### What the task requires
When a line in the data below includes "remote", pick it out and copy it.

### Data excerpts
----

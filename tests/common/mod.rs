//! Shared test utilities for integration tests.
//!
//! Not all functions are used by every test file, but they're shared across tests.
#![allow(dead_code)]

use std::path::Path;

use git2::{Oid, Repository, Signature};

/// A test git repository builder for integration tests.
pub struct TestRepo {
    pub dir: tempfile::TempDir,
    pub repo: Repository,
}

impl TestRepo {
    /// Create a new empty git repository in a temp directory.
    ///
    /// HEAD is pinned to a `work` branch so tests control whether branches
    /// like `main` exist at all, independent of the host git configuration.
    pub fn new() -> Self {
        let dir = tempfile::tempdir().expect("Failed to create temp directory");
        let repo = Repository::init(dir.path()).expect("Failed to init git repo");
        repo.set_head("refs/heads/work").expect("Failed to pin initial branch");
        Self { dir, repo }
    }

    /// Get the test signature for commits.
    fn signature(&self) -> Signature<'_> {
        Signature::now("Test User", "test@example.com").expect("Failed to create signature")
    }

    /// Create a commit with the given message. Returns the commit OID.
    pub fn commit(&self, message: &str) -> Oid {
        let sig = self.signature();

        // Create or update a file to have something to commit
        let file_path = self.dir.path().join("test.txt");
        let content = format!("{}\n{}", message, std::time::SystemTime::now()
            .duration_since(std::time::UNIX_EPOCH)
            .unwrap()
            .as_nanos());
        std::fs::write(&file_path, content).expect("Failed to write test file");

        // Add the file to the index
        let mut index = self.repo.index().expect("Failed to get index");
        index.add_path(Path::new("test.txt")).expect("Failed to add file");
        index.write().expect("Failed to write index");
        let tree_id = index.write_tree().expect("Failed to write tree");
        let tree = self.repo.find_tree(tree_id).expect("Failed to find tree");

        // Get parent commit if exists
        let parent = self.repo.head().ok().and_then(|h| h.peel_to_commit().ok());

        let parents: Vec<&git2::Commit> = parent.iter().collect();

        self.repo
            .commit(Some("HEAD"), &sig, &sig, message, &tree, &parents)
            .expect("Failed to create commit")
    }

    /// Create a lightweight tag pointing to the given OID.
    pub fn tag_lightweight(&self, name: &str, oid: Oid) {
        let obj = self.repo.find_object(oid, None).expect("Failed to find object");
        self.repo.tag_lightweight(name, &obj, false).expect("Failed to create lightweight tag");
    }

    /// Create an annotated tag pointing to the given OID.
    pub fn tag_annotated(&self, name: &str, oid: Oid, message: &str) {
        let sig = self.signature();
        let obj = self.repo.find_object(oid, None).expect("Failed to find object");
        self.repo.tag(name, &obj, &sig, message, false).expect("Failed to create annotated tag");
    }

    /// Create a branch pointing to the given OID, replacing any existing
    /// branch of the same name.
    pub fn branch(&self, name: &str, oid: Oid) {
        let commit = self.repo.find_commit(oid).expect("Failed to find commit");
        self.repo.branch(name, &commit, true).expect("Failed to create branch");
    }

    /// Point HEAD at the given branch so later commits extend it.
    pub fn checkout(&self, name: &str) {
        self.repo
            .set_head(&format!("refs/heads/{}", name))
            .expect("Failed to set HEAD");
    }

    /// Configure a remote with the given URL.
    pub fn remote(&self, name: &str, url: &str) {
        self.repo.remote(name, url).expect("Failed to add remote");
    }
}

----

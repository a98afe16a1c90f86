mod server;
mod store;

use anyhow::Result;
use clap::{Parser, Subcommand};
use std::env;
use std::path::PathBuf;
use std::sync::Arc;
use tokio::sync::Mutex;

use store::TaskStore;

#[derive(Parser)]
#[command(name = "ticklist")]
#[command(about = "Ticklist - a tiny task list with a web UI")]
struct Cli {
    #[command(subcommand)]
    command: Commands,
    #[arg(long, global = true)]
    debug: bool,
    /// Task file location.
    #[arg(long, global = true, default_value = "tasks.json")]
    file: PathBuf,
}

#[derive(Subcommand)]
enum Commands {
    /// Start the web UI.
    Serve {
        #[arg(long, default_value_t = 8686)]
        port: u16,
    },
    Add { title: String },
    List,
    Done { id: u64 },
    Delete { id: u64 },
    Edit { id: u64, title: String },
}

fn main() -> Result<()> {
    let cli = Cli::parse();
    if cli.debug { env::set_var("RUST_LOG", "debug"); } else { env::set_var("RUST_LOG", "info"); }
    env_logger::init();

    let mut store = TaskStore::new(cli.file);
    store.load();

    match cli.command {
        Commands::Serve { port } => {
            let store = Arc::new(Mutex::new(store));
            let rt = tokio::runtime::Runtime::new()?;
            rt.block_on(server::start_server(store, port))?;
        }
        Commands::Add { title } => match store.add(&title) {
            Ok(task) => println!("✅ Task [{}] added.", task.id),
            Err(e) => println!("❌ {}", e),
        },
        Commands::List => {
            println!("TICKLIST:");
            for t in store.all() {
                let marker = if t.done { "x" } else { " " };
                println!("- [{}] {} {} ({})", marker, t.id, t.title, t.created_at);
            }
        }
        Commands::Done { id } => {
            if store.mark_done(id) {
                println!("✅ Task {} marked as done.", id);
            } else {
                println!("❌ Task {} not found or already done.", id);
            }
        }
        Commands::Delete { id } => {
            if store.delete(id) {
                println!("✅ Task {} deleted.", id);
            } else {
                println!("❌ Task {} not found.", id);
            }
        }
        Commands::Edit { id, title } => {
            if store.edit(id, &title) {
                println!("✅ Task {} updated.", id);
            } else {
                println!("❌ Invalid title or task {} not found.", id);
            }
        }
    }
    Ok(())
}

----

### Answer
    /// Configure a remote with the given URL.
    pub fn remote(&self, name: &str, url: &str) {
        self.repo.remote(name, url).expect("Failed to add remote");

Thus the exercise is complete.